Rosetta évoluait, fascinée, dans la petite pièce. Bien que couverte de toiles d’araignées dont elle n’aurait supporté d’entrevoir l’ombre de l’une d’entre elles, le foyer était joli, les boiseries ne semblaient pas vermoulues. Des rideaux, qui avaient dû être immaculés du temps des Ravenswoods, ornaient les fenêtres et flottaient doucement, sans doute à cause du vent qui s’était engouffré dans la pièce au moment où Clark ouvrit la porte. Le mobilier faisait défaut. Seule une cheminée et un lustre de cristal servaient d’ornement, à l’exclusion des belles boiseries de bois sombre qui contrastaient avec la partie supérieure des murs, tendus de rose.

En dépit de cette nudité, de ce sobre dépouillement surprenant quant à la splendeur des Ravenswoods, le foyer offrait bien plus qu’une petite pièce ayant pour fonction d’être l’entrée du manoir, d’accueillir tout visiteur. Une atmosphère intime émanait de ce cadre victorien et le manoir en eut paru chaleureux si l’on occultait l’inquiétante façade et la légende qui donnait naissance à « Bloody Rose ». Ces réflexions, que Rosetta se faisait en regard de la singulière attirance qu’exerçait sur elle ce lieu faussement enchanteur, trouvèrent vite une apparence plus rationnelle : c’était une entrée, un hall, ce n’était point là que l’on trouverait le splendide mobilier que l’on était en droit d’attendre dans une demeure de cette distinction. Ce devait être le domaine du majordome.
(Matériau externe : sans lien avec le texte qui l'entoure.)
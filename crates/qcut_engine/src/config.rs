//! Knitting configuration
//!
//! Gantree: L7_Integration → KnitConfig
//!
//! Unified configuration for a knitting run: accuracy target, readout
//! mitigation, resource limits and execution options.

use qcut_core::{budget, QcutResult};
use qcut_knit::ResourceLimits;
use serde::{Deserialize, Serialize};
use std::fmt;

/// Unified knitting configuration
/// Gantree: KnitConfig // 통합 설정
#[derive(Debug, Clone, PartialEq, Serialize, Deserialize)]
pub struct KnitConfig {
    // ========================================================================
    // Accuracy
    // ========================================================================
    /// Target estimation error ε
    pub error: f64,

    // ========================================================================
    // Mitigation
    // ========================================================================
    /// Apply local readout mitigation to every fragment result
    pub mitigate: bool,

    /// Shots per calibration circuit
    pub calibration_shots: u64,

    // ========================================================================
    // Resource Limits
    // ========================================================================
    /// Maximum number of cuts
    pub max_cuts: usize,

    /// Maximum shots over the whole run
    pub max_total_shots: Option<u64>,

    // ========================================================================
    // Execution
    // ========================================================================
    /// Execute experiments in parallel
    pub parallel: bool,

    /// Random seed for the default simulator
    pub seed: Option<u64>,
}

impl KnitConfig {
    // ========================================================================
    // Constructors
    // ========================================================================

    /// Default configuration: ε = 0.05, no mitigation
    pub fn new() -> Self {
        Self {
            error: budget::DEFAULT_ERROR,
            mitigate: false,
            calibration_shots: budget::DEFAULT_CALIBRATION_SHOTS,
            max_cuts: budget::DEFAULT_MAX_CUTS,
            max_total_shots: None,
            parallel: true,
            seed: None,
        }
    }

    /// Tight error target with readout mitigation
    pub fn precise() -> Self {
        Self {
            error: 0.01,
            mitigate: true,
            calibration_shots: 16_384,
            max_cuts: 4,
            ..Self::new()
        }
    }

    /// Loose error target for quick looks
    pub fn fast() -> Self {
        Self {
            error: 0.1,
            calibration_shots: 1024,
            ..Self::new()
        }
    }

    // ========================================================================
    // Builder Methods
    // ========================================================================

    /// Set target error
    pub fn with_error(mut self, error: f64) -> Self {
        self.error = error;
        self
    }

    /// Enable or disable readout mitigation
    pub fn with_mitigation(mut self, enabled: bool) -> Self {
        self.mitigate = enabled;
        self
    }

    /// Set calibration shots
    pub fn with_calibration_shots(mut self, shots: u64) -> Self {
        self.calibration_shots = shots;
        self
    }

    /// Set cut limit
    pub fn with_max_cuts(mut self, max_cuts: usize) -> Self {
        self.max_cuts = max_cuts;
        self
    }

    /// Set total shot limit
    pub fn with_max_total_shots(mut self, max: u64) -> Self {
        self.max_total_shots = Some(max);
        self
    }

    /// Enable or disable parallel execution
    pub fn with_parallel(mut self, parallel: bool) -> Self {
        self.parallel = parallel;
        self
    }

    /// Set seed
    pub fn with_seed(mut self, seed: u64) -> Self {
        self.seed = Some(seed);
        self
    }

    // ========================================================================
    // Conversions
    // ========================================================================

    /// Resource limits, capped per execution by the backend's shot limit
    pub fn to_limits(&self, backend_max_shots: u64) -> ResourceLimits {
        ResourceLimits {
            max_cuts: self.max_cuts,
            max_total_shots: self.max_total_shots,
            max_shots_per_execution: Some(backend_max_shots),
        }
    }

    /// Serialize to JSON
    pub fn to_json(&self) -> QcutResult<String> {
        Ok(serde_json::to_string_pretty(self)?)
    }

    /// Deserialize from JSON
    pub fn from_json(json: &str) -> QcutResult<Self> {
        Ok(serde_json::from_str(json)?)
    }

    // ========================================================================
    // Validation
    // ========================================================================

    /// Validate configuration
    pub fn validate(&self) -> Result<(), String> {
        if !self.error.is_finite() || self.error <= 0.0 {
            return Err(format!("error must be finite and > 0, got {}", self.error));
        }

        if self.mitigate && self.calibration_shots == 0 {
            return Err("calibration_shots must be > 0 when mitigation is enabled".to_string());
        }

        if self.max_total_shots == Some(0) {
            return Err("max_total_shots must be > 0".to_string());
        }

        Ok(())
    }
}

impl Default for KnitConfig {
    fn default() -> Self {
        Self::new()
    }
}

impl fmt::Display for KnitConfig {
    fn fmt(&self, f: &mut fmt::Formatter<'_>) -> fmt::Result {
        write!(
            f,
            "KnitConfig(ε={}, mitigate={}, max_cuts={}, parallel={})",
            self.error, self.mitigate, self.max_cuts, self.parallel
        )
    }
}

// ============================================================================
// Tests
// ============================================================================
La jeune femme imaginait un homme grand et maigre, tout en raideur et dignité dans son strict costume amidonné, portant des gants blancs et accueillant de la sorte les relations des Ravenswoods.

Si Rosetta avait levé les yeux vers le lustre de cristal, elle avait omis de scruter les angles du beau plafond. C’était pourtant là que trônait, majestueux et fier, l’unique témoin des occupants du manoir. Henry l’avait remarqué, à la différence des ses amis, car il s’était tout de suite avancé vers le fond de la pièce, en quête d’une porte qui leur permettrait à tous de poursuivre leur découverte des lieux puisque ni Tyrone ni Rita n’était dans le foyer.
- Regardez… Vous pensez qu’il s’agit de Mélanie Ravenswood ?
Tous s’approchèrent, suivant le regard de l’acteur. Niché dans l’angle gauche du foyer, entre le plafond ouvragé et les murs tendus de rose, le portrait d’une femme semblait les observer de quelque côté qu’ils furent. Le cadre était joli, de forme ovale ; c’était un portrait en médaillon. La mince épaisseur de verre qui le protégeait était piquée de noir, assombrie, des toiles d’araignées y étaient accrochées mais le regard pénétrant de la jeune femme perçait les ténèbres et fixait les visiteurs improvisés.
- C’est… C’est Rita… s’écria Rosetta, rompant l’étrange silence quasi religieux qu’observaient ses compagnons depuis la découverte du portrait.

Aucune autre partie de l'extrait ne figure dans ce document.